Prime Minister Mitchell: Voting “no” on referendum day will not affect him

Prime Minister Dr. Keith Mitchell has given a tongue lashing to those persons calling on Grenadians to vote “No” in the October 27 Referendum on Constitutional Reform.

Speaking in Parliament last Friday, Prime Minister Mitchell said that he is bewildered by the reasons being given for the vote “no” campaigners but this will not hurt him.

John Rullow – a strong advocate among the vote “no” campaigners

John Rullow – a strong advocate among the vote “no” campaigners

Speculation is rife that the ruling New National Party (NNP) government has signaled to its foot soldiers “to spread the word” to vote “yes” to those issues placed on the ballot paper in the referendum vote.

According to Prime Minister Mitchell the referendum is not “a government thing” but should instead be seen as a means of getting out of the 1974 way of handling things.

“Unfortunately, prior to 1974, it was all about how to control Eric Gairy. So systems that were put in that constitution were not about what people felt was best for the country – was how to deal with Gairy. Eric Gairy has passed on over 20 years now and we are still left with dealing with Eric Gairy, we’re dealing with a dead man still,” PM Mitchell told Parliament.

When Gairy’s Grenada United Labour Party (GULP) won the 1972 general election, it approached the British government for independence and was met with stiff opposition by local politicians especially the then Marxist-oriented New Jewel Movement (NJM) of Maurice Bishop and the Grenada National Party (NNP) of H.A. Blaize.

Gairy’s opponents formed themselves into a “Committee of 22” and staged daily demonstrations in the capital city of St. George’s.

Prime Minister Mitchell slammed those who are tying to tell Grenadians that the Referendum is “a government thing” are doing this to poison the minds of the people for their selfish ends.

He identified three issues that will be voted in the October 27.

Referendum that are solely aimed at the  benefit of the people.

He said the name change on the passport from Grenada to Grenada, Carriacou and Petite Martinique, should not be seen as a government thing.

“Carriacou is one constituency in the country. This is not a government thing, the people of Carriacou want it and they are citizens of Grenada, Carriacou and Petite Martinique. Why are we trying to prevent that from happening? We’re gonna vote against that?

I can’t understand the logic…this is not coming from the government, this is coming from the people of the country as a whole…in this context we would tell our supporters to support it.  So anyone who want to tell their supporters not to support it, I hope they won’t go to Carriacou and ask for a vote afterwards,” said PM Mitchell.

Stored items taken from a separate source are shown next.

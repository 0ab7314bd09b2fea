/// Rendering of feature frames for nimeviz.
///
/// Provides the ratatui terminal view, a headless JSON stream, frame coloring
/// and FPS tracking.
pub mod color;
pub mod fps;
pub mod json;
pub mod terminal;
pub mod ui;

pub use json::JsonRenderer;
pub use terminal::TerminalRenderer;
use std::io::{self, Stdout, Write};

use anyhow::{Context, Result};
use nv_core::frame::FeatureFrame;
use nv_core::traits::Renderer;

/// Headless renderer: one JSON object per frame, newline-delimited.
///
/// # Example
/// ```
/// use nv_core::frame::FeatureFrame;
/// use nv_core::traits::Renderer;
/// use nv_render::json::JsonRenderer;
///
/// let mut out = Vec::new();
/// JsonRenderer::new(&mut out).render(&FeatureFrame::default()).unwrap();
/// assert!(String::from_utf8(out).unwrap().ends_with("}\n"));
/// ```
pub struct JsonRenderer<W: Write> {
    out: W,
    frames: u64,
}

impl JsonRenderer<Stdout> {
    /// Renderer writing to stdout.
    #[must_use]
    pub fn stdout() -> Self {
        Self::new(io::stdout())
    }
}

impl<W: Write> JsonRenderer<W> {
    /// Renderer writing to `out`.
    pub fn new(out: W) -> Self {
        Self { out, frames: 0 }
    }

    /// Frames written so far.
    #[must_use]
    pub fn frames_written(&self) -> u64 {
        self.frames
    }
}

impl<W: Write> Renderer for JsonRenderer<W> {
    fn render(&mut self, frame: &FeatureFrame) -> Result<()> {
        serde_json::to_writer(&mut self.out, frame).context("JSON serialization failed")?;
        self.out.write_all(b"\n")?;
        self.out.flush()?;
        self.frames += 1;
        Ok(())
    }

    fn clear(&mut self) -> Result<()> {
        self.out.flush()?;
        log::debug!("JSON : {} frames écrites", self.frames);
        Ok(())
    }
}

His remarks were clearly aimed at the main opposition National Democratic Congress (NDC) of Nazim Burke, which is seeking to replace NNP in office in the upcoming general election.
Congress has stated publicly that it will give support to those campaign to get Grenadians to vote “no” on Referendum Day.

According to PM Mitchell, there should be support for plans to make constitutional provisions for the establishment of an Elections and Boundaries Commission to replace the Supervisor of Elections.

He said the bill that will go before the voters on October 27 seeks to limit the powers of government in selecting the Supervisor of Elections as it now stands.

PM Mitchell told legislators: “The present system gives the government of the day a lot of power … as we saw before. So we’re saying that is not right, it’s fundamentally wrong and therefore we should have a system in place, whether it’s now, after we leave government, new government comes in, there should be system where the electoral process is governed by an impartial committee or a committee which have representation from all the major political parties”, he said.

“…It means then the opposition will appoint two members, the government appoints two members and the Governor General appoints a chairperson. That group must respond to the major concerns of the political parties, so no one can show off and decide that is my thing – whether we in government or not we don’t believe in that.

“We are saying while we in government vote for it and you’re telling people (now) don’t vote, vote no… so when they vote no, are you hurting me?”

The Prime Minister also said he was baffled by those who are advocating to vote “no” on the question of human rights and the rights of individuals as contained in the Referendum document.

“All rights to education and other services you want to vote against that and you wanna make the government look bad. How could the government look bad? When you vote against all disabled people and even those who are disabled are telling people not to vote for it,” he said.

PM Mitchell’s reference to “disabled” people calling on Grenadians to vote “no” on Referendum Day is seemingly directed at two of the most vociferous persons on the issue, Labour Senator Ray Roberts and John Rullow.

Sen. Roberts has called on citizens to vote “no” to the bills on October 27 in protest against government’s disregard to honour a court ruling on section 84-8 of the constitution that deals with pension for public officers.

The Labour representative has repeatedly stated that there has been enough time for Prime Minister Mitchell in his 17 years in office to address the issue of pensions and since this was not included for reform, public officers in particular should vote “no” on referendum day.

Rullow has been calling for the establishment of a broad-based Assembly of the people to chart the way to meaningful constitutional reform instead of the government-appointed committee headed by former Attorney General, Dr. Francis Alexis.